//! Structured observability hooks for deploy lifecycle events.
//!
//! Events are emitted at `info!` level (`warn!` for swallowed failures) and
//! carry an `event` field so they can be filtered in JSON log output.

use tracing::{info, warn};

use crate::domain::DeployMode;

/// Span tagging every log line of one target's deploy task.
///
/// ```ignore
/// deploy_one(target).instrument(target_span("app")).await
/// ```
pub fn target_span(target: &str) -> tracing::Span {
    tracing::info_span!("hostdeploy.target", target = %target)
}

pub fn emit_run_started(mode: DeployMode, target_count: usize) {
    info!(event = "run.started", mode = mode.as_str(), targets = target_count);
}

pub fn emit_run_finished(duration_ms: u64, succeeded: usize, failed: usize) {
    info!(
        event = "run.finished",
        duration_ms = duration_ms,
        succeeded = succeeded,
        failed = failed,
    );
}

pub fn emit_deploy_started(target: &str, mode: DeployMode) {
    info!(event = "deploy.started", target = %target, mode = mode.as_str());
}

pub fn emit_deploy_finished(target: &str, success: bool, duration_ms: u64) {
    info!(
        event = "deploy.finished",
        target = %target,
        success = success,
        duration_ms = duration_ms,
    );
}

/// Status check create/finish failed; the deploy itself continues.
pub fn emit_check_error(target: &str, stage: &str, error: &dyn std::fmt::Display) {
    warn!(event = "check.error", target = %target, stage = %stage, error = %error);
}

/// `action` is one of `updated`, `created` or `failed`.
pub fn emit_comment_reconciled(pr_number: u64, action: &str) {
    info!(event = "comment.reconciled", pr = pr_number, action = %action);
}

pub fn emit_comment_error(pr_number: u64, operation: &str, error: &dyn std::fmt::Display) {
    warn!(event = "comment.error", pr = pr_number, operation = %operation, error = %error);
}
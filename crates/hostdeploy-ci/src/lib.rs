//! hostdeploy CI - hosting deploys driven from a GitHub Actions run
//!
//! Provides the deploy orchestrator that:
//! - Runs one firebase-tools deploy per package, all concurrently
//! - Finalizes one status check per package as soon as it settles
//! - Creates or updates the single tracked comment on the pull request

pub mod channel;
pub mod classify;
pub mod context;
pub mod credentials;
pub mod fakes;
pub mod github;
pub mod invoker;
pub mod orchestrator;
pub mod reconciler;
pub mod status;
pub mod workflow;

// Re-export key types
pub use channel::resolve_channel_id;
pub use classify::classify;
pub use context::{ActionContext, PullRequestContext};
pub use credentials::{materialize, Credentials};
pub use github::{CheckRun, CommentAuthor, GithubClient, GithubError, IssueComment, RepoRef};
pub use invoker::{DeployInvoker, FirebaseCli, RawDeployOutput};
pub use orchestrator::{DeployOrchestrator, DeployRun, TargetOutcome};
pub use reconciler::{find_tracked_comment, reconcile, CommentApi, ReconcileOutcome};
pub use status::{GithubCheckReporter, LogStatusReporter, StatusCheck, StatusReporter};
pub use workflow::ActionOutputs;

********

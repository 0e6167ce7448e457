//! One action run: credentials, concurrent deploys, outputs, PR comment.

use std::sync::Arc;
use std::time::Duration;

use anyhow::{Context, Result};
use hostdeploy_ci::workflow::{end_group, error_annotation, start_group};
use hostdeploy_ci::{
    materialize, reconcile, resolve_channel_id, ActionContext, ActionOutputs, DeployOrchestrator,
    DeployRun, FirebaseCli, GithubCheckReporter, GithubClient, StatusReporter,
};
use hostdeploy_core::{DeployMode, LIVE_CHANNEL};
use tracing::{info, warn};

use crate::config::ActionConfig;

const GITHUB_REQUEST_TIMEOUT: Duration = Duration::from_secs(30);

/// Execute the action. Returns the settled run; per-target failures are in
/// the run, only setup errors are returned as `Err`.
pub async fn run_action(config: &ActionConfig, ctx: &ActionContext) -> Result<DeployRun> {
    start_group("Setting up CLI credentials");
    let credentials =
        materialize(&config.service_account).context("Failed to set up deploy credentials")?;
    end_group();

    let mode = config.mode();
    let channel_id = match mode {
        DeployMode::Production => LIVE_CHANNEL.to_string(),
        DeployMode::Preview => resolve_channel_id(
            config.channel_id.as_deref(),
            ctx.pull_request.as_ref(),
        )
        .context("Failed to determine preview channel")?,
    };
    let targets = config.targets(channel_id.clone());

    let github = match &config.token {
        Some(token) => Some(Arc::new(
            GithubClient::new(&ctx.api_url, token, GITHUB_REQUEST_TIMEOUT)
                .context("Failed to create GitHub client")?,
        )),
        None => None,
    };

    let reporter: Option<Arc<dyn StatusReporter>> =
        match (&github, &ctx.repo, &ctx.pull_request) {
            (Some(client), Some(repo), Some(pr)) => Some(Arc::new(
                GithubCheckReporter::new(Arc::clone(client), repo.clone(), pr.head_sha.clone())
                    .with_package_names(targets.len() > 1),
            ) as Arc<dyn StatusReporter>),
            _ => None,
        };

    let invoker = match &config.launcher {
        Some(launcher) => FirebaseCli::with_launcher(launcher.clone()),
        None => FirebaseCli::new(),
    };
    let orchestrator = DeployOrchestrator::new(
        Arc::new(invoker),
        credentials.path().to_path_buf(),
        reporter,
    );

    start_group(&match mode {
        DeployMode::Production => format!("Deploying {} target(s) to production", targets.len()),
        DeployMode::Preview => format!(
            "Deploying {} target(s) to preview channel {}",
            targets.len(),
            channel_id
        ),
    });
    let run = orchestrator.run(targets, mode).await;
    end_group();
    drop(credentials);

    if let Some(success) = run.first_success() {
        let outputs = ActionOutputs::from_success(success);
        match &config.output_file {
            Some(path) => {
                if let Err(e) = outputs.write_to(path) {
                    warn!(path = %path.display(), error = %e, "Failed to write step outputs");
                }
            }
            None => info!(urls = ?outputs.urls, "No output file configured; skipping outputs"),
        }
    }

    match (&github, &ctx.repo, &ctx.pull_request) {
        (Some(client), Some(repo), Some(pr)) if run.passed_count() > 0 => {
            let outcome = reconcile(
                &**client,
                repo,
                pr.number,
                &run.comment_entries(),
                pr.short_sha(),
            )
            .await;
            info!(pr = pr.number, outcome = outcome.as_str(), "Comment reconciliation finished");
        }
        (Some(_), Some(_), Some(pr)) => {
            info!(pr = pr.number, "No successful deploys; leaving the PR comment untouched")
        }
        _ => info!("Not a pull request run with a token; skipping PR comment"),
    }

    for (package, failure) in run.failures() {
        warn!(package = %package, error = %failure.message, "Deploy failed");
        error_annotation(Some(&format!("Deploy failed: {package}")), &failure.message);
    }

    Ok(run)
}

********

*What the task asks*
Your task is to retype the entries verbatim, starting with the line that holds "deploy lifecycle events." and stopping after the line that holds "pub fn emit_deploy_started(target: &str, mode: DeployMode)".

*Exercise answer*
//! Structured observability hooks for deploy lifecycle events.
//!
//! Events are emitted at `info!` level (`warn!` for swallowed failures) and
//! carry an `event` field so they can be filtered in JSON log output.

use tracing::{info, warn};

use crate::domain::DeployMode;

/// Span tagging every log line of one target's deploy task.
///
/// ```ignore
/// deploy_one(target).instrument(target_span("app")).await
/// ```
pub fn target_span(target: &str) -> tracing::Span {
    tracing::info_span!("hostdeploy.target", target = %target)
}

pub fn emit_run_started(mode: DeployMode, target_count: usize) {
    info!(event = "run.started", mode = mode.as_str(), targets = target_count);
}

pub fn emit_run_finished(duration_ms: u64, succeeded: usize, failed: usize) {
    info!(
        event = "run.finished",
        duration_ms = duration_ms,
        succeeded = succeeded,
        failed = failed,
    );
}

pub fn emit_deploy_started(target: &str, mode: DeployMode) {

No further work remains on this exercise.